The Applicant told the Tribunal that he disagreed with the agreed facts but his lawyer threatened to withdraw the representation if he did not sign and the lawyer promised an earlier trial if he pleaded guilty, which he did. The Applicant acknowledges that Abadee J did not accept that he was ignorant of the drug offending but states that this is because he signed the agreed facts which he should not have done.
With respect to the 2019 drugs found in his car, the Applicant states that the drugs did not belong to him and his car had been used by others. The Applicant denied that the plastic pipes were weapons and told the Tribunal he used these for the martial art lessons. With respect to the knife, the Applicant states it was a small knife with a small blade which he should have stored in the toolbox. The Applicant states that, in hindsight, he agrees he had done something wrong. With respect to the 2020 offence, the Applicant states that he was working for someone inspecting pits and did not know how the drug operation was taking place.

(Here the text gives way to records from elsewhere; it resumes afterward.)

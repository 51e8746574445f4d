mod cli;
mod commands;
mod sources;
mod table_theme;

use anyhow::{Context, Result};
use clap::Parser;
use cli::Cli;
use commands::handle_command;
use parcel_core::crypto::init_crypto;
use parcel_core::instrumentation::init_instrumentation;
use parcel_core::kubernetes::config_maps::ConfigMaps;
use parcel_core::kubernetes::create_kube_client;
use std::sync::Arc;
use tracing::debug;

#[tokio::main]
async fn main() -> Result<()> {
    init_crypto();

    let cli = Cli::parse();

    if cli.verbose {
        init_instrumentation("debug");
    } else {
        init_instrumentation("info");
    }

    let client = create_kube_client(cli.kubeconfig.as_deref(), cli.context.as_deref())
        .await
        .context("Failed to create Kubernetes client")?;

    debug!("Operating in namespace {}", cli.namespace);

    let config_maps = ConfigMaps::for_client(client, Arc::new(cli.options()));

    handle_command(&config_maps, &cli).await
}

The Respondent notes that the Applicant’s evidence contradicts the agreed facts which suggest that the Applicant acted as a courier to deliver a quantity of drugs and receive a payment. (The Applicant denied acting as a courier in his oral evidence and denied taking his son on a courier run. The applicant denies receiving any significant payments, stating the absence of payments supports his claim that he was not aware of the drug operations.) When questioned by the Respondent about the intercepted phone calls which appear to refer to drug deliveries and large cash payments, the Applicant denied any knowledge of what was going on and denied that he was involved in any discussions concerning drugs. The Applicant conceded that he was driving a vehicle containing drugs but claims he had no knowledge of the drugs and believed he was doing another job. The Applicant claims he was ‘naïve’ and trusted others.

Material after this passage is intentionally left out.